You Are My Home

Swap out a single letter, and Rivulets' guiding light Nathan Amundson shares a surname with the man who conquered the South Pole. And while he does chart cold expanses with his brand of reverb-soaked gloom-folk, he isn't set on conquering anything; instead he's content to wallow in the crevices of life's miseries. Amundson's music is beautiful in moments, but doesn't explore enough of the emotional palette to leave a lasting impression.

Amundsen keeps his musings moving at a glacial pace (not surprisingly, his first two LPs bore the stamp of Low's Chairkickers imprint). As with most Rivulets recordings, "You Are My Home"-- the title track from Amundson's third full-length-- finds the young man sounding profoundly alone in a sea of hesitant, bottom-heavy acoustic strums, elegiac viola, and quivering electric guitar murmurs.

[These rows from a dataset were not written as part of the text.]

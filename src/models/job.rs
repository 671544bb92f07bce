//! Job identity and per-run options.

use crate::{Error, Result};

/// A named crawl job.
///
/// The name scopes the seen-set: each job owns exactly one state file named
/// after it, so names double as file stems.
#[derive(Debug, Clone, PartialEq, Eq)]
pub struct Job {
    /// Job name.
    pub name: String,
    /// Per-run reset override.
    ///
    /// Has the same effect as the persistent reset option for this run only.
    pub reset: bool,
}

impl Job {
    /// Creates a job with no per-run reset.
    #[must_use]
    pub fn new(name: impl Into<String>) -> Self {
        Self {
            name: name.into(),
            reset: false,
        }
    }

    /// Builder method to set the per-run reset override.
    #[must_use]
    pub const fn with_reset(mut self, reset: bool) -> Self {
        self.reset = reset;
        self
    }

    /// Validates the job name for use as a state file stem.
    ///
    /// # Errors
    ///
    /// Returns [`Error::InvalidInput`] if the name is empty, contains a path
    /// separator or NUL byte, or is a relative path component.
    pub fn validate_name(name: &str) -> Result<()> {
        if name.trim().is_empty() {
            return Err(Error::InvalidInput("job name must not be empty".to_string()));
        }
        if name == "." || name == ".." {
            return Err(Error::InvalidInput(format!(
                "job name '{name}' is not a valid file name"
            )));
        }
        if name.contains(['/', '\\', '\0']) {
            return Err(Error::InvalidInput(format!(
                "job name '{name}' must not contain path separators"
            )));
        }
        Ok(())
    }
}
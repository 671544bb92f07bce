//! Key-value store trait backing a job's seen-set.

use crate::Result;

/// A durable mapping from opaque byte keys to opaque byte values.
///
/// One store holds the state of exactly one job. Implementations serialize
/// access internally, so `get` and `put` may be called from several threads;
/// at most one of them touches the underlying file at any instant.
///
/// Opening is backend specific (see [`crate::storage::open_store`]). Every
/// backend must honour the same open contract: a reset discards existing
/// contents, and an existing file that cannot be opened is deleted and
/// recreated instead of failing.
pub trait KeyStore: Send + Sync {
    /// Returns the backend name for logs and metrics.
    fn backend_name(&self) -> &'static str;

    /// Looks up the value stored under `key`.
    ///
    /// Absence is `Ok(None)`, not an error.
    fn get(&self, key: &[u8]) -> Result<Option<Vec<u8>>>;

    /// Stores `value` under `key`, replacing any previous value.
    ///
    /// # Errors
    ///
    /// Returns [`crate::Error::WriteFailed`] if the write does not land.
    fn put(&self, key: &[u8], value: &[u8]) -> Result<()>;

    /// Returns the number of keys in the store.
    fn len(&self) -> Result<usize>;

    /// Returns true if the store holds no keys.
    fn is_empty(&self) -> Result<bool> {
        Ok(self.len()? == 0)
    }

    /// Checks whether `key` is present.
    fn contains(&self, key: &[u8]) -> Result<bool> {
        Ok(self.get(key)?.is_some())
    }

    /// Flushes and releases the store.
    ///
    /// Consumes the store; callers must drain in-flight operations first.
    fn close(self: Box<Self>) -> Result<()>;
}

Yet after nearly four minutes adrift, something magical occurs. The titular chorus' upturns have foreshadowed it, but it's a surprise all the same: guitars fall away as a string interlude ushers in a seachange, Amundsen's fey vocals supported in the bowed crests, the phrase "you are my home" now revelation rather than ritualist slogan. When the rattling electric returns (underpinned this time by a simple piano melody), it's in triumphant swells-- it seems our dour troubadour has cracked an ever-so-slight smile, and it's enough to melt icebergs.